:: Task description ::
With both ends included, transcribe exactly the records below from their first line to the line that contains "Behaviors a node".

:: Records from a collection ::
______

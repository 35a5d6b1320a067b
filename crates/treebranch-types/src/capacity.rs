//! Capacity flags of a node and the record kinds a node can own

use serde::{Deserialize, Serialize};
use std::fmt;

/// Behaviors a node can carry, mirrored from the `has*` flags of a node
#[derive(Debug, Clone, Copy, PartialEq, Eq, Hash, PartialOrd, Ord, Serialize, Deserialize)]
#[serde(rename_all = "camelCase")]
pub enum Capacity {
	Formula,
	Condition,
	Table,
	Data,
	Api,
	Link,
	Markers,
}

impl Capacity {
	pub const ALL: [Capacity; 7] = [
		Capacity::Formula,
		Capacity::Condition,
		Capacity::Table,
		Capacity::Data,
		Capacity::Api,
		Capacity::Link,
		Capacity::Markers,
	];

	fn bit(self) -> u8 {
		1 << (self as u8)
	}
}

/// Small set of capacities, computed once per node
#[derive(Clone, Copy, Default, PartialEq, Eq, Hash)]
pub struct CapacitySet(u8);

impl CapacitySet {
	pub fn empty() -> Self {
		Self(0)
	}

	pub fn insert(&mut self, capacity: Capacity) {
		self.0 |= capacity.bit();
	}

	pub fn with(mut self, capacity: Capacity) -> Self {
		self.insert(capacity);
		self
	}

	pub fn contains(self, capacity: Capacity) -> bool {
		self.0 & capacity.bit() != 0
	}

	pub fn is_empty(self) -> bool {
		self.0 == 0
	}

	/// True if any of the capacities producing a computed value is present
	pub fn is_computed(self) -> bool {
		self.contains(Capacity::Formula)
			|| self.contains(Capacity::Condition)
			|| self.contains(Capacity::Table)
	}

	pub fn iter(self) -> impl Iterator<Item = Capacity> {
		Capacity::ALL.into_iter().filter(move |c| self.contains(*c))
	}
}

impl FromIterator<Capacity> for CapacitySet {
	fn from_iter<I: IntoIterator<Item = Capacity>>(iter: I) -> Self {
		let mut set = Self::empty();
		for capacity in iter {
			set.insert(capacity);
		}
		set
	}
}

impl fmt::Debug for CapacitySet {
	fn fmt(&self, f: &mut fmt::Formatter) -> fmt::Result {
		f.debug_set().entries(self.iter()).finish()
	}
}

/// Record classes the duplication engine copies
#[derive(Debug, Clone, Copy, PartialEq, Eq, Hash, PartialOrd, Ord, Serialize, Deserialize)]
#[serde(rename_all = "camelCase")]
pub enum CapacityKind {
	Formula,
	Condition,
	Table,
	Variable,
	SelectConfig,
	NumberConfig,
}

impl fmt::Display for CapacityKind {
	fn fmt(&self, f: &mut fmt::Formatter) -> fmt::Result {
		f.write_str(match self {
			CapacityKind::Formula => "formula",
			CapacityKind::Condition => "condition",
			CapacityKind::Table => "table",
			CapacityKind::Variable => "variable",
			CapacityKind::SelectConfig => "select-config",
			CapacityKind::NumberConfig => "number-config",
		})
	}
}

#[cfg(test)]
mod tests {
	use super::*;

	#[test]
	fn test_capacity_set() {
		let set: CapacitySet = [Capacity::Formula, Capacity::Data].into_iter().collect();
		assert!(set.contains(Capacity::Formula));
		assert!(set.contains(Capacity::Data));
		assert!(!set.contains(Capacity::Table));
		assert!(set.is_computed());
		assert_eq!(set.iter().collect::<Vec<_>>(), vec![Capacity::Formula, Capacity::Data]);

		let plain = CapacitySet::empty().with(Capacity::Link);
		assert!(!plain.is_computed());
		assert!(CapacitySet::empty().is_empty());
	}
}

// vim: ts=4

______

:: Written reply ::
repository 35a5d6b1320a067b
filename crates/treebranch-types/src/capacity.rs
//! Capacity flags of a node and the record kinds a node can own

use serde::{Deserialize, Serialize};
use std::fmt;

/// Behaviors a node can carry, mirrored from the `has*` flags of a node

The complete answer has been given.